Niklas Sandberg

Personal information
- Full name: Niklas Magnus Sandberg
- Date of birth: 3 September 1978 (age 47)
- Place of birth: Stockholm, Sweden
- Height: 1.89 m (6 ft 2 in)
- Position: Centre back

Youth career
- 1985–1989: Haningepojkarna
- 1990–1994: Västerhaninge IF
- 1996: AIK

Senior career*
- Years: Team / Apps / (Gls)
- 1995: Västerhaninge IF / 13 / (0)
- 1996–1997: AIK / 2 / (0)
- 1998–1999: IK Sirius / 48 / (3)
- 2000: Helsingborgs IF / 5 / (0)
- 2001–2003: FC Café Opera / 83 / (5)
- 2004–2007: AIK / 82 / (2)
- 2007–2008: CFR Cluj / 10 / (1)
- 2008–2009: Stabæk / 9 / (0)
- 2009: FK Haugesund / 22 / (1)
- 2010: SAFFC / 12 / (1)
- 2011–2013: IK Brage / 70 / (3)
- Total:  / 358 / (16)

International career^{‡}
- 2007: Sweden / 2 / (0)

= Niklas Sandberg (Swedish footballer) =

Swedish footballer

Niklas Sandberg (born 3 September 1978) is a Swedish retired centre-back who last played for Swedish Superettan club Brage.

He started his career in the Swedish top flight in AIK in 1996 but only played two games during two years. After a spell at Helsingborg he returned to Stockholm in 2001 to play at FC Café Opera. He played there for three years and then returned to AIK in 2004. In May 2007 he was traded to Romanian first league side CFR Cluj, becoming the first Swedish footballer ever to play in Liga 1.

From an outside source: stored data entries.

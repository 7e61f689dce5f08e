#![doc = r#"
ldndc-site: LandscapeDNDC site files from gridded ISRIC-WISE soil data.

This crate turns a multi-layer soil grid into one LandscapeDNDC site record per
valid grid cell. It derives the number of usable layers per cell, converts source
units into the model's attributes, clips to a bounding box or region outline,
computes field capacity and wilting point with a pedotransfer function and writes
the site XML together with a companion raster (validity mask + cell ids) that
joins the records back to the grid. It powers the `dlsc` CLI and can be embedded
in your own Rust applications.

Requirements
------------
- GDAL development headers and runtime available on your system (netCDF driver
  for reading the soil grid and writing the default companion raster).
- Rust 2024 edition toolchain.

Quick start: soil grid to site file
-----------------------------------
```rust,no_run
use std::path::Path;
use ldndc_site::{
    create_dataset, open_soil_dataset, write_outputs,
    BoundingBox, NoProgress, RasterFormat, Region, Selection, SiteParams,
};

fn main() -> ldndc_site::Result<()> {
    let soil = open_soil_dataset(Path::new("/data/soil/GLOBAL_WISESOIL_S1_LR.nc"))?;
    let region = Region::bbox(BoundingBox::new(5.5, 47.0, 15.5, 55.0)?);

    let output = create_dataset(&soil, &region, &SiteParams::default(), Selection::All, &mut NoProgress)?;
    write_outputs(&output, Path::new("/out/sites.xml"), RasterFormat::NetCdf)?;
    Ok(())
}
```

Building from an in-memory grid
-------------------------------
```rust
use ndarray::Array3;
use ldndc_site::{GridCoords, SoilDataset, SoilGrid, SiteRecordBuilder, NoProgress, Resolution};

fn build(layers: Vec<(&str, Array3<f64>)>) -> ldndc_site::Result<String> {
    let coords = GridCoords::regular(52.25, -0.5, 2, 8.25, 0.5, 2);
    let mut grid = SoilGrid::new(coords, 5);
    for (name, values) in layers {
        grid.insert(name, values)?;
    }
    let soil = SoilDataset::isric_wise(grid)?;
    let output = SiteRecordBuilder::new(&soil, Resolution::Lr)
        .extra_split(true)
        .build(&mut NoProgress)?;
    Ok(output.document)
}
```

Error handling
--------------
All public functions return `ldndc_site::Result<T>`. Schema problems
(`Error::UnknownAttribute`, `Error::MissingRequiredAttribute`) and too many layers
abort a build; cells with incomplete layer data are skipped and logged at debug
level.

```rust,no_run
use std::path::Path;
use ldndc_site::{open_soil_dataset, Error};

fn main() {
    match open_soil_dataset(Path::new("/bad/soil.nc")) {
        Ok(soil) => println!("{} valid cells", soil.site_count()),
        Err(Error::Gdal(e)) => eprintln!("GDAL error: {e}"),
        Err(Error::MissingRequiredAttribute { required }) => eprintln!("not a soil grid: {required}"),
        Err(other) => eprintln!("Other error: {other}"),
    }
}
```

Useful modules
--------------
- [`api`] — high-level entry points.
- [`core`] — grids, schema, units, validity mask, hydraulics, cell ids, site builder.
- [`types`] — enums and shared types (e.g. `Resolution`, `IdEncoding`, `BoundingBox`).
- [`io`] — GDAL readers, coordinate lists, site XML and raster writers.
- [`error`] — crate-level `Error` and `Result`.
"#]

// Core modules (public)
pub mod api;
pub mod core;
pub mod error;
pub mod io;
pub mod types;

// Curated public API surface
// Types
pub use core::grid::{GridCoords, SoilGrid};
pub use core::params::{SiteMetadata, SiteParams};
pub use core::progress::{LogProgress, NoProgress, Progress};
pub use core::site::{CompanionRaster, CoordPoint, SiteBuildOutput, SiteRecordBuilder, Selection};
pub use core::soil::SoilDataset;
pub use error::{Error, Result};
pub use types::{BoundingBox, IdEncoding, RasterFormat, Resolution};

// Readers
pub use io::gdal::{GdalError, GdalGridReader, GdalMetadata};

// High-level API re-exports
pub use api::{Region, companion_path, create_dataset, open_soil_dataset, select_region, write_outputs};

Sandberg is tall and strong on the ball, particularly aerial plays. Known for being an above average passer and reads the field. This translates to his position of defensive midfield.

In December 2009, Niklas Sandberg approached Singapore's S League champions, SAFFC on his own accord and eventually signed for them. SAFFC has qualified for the 2010 AFC Champions League Group Stages and this would make Sandberg a player who has played in both UEFA and AFC Champions League in his entire career thus far.

==Career highlights==
Sandberg was capped twice by Sweden (2007). He played for Swedish AIK Stockholm from 1996 to 1998, and 2004 to 2007. Played in 1997 Uefa Cup Winners Cup quarter-final against FC Barcelona. Won Romania League title (2007–08) and Norway League title (2008) with CFR 1907 Cluj and Stabaek.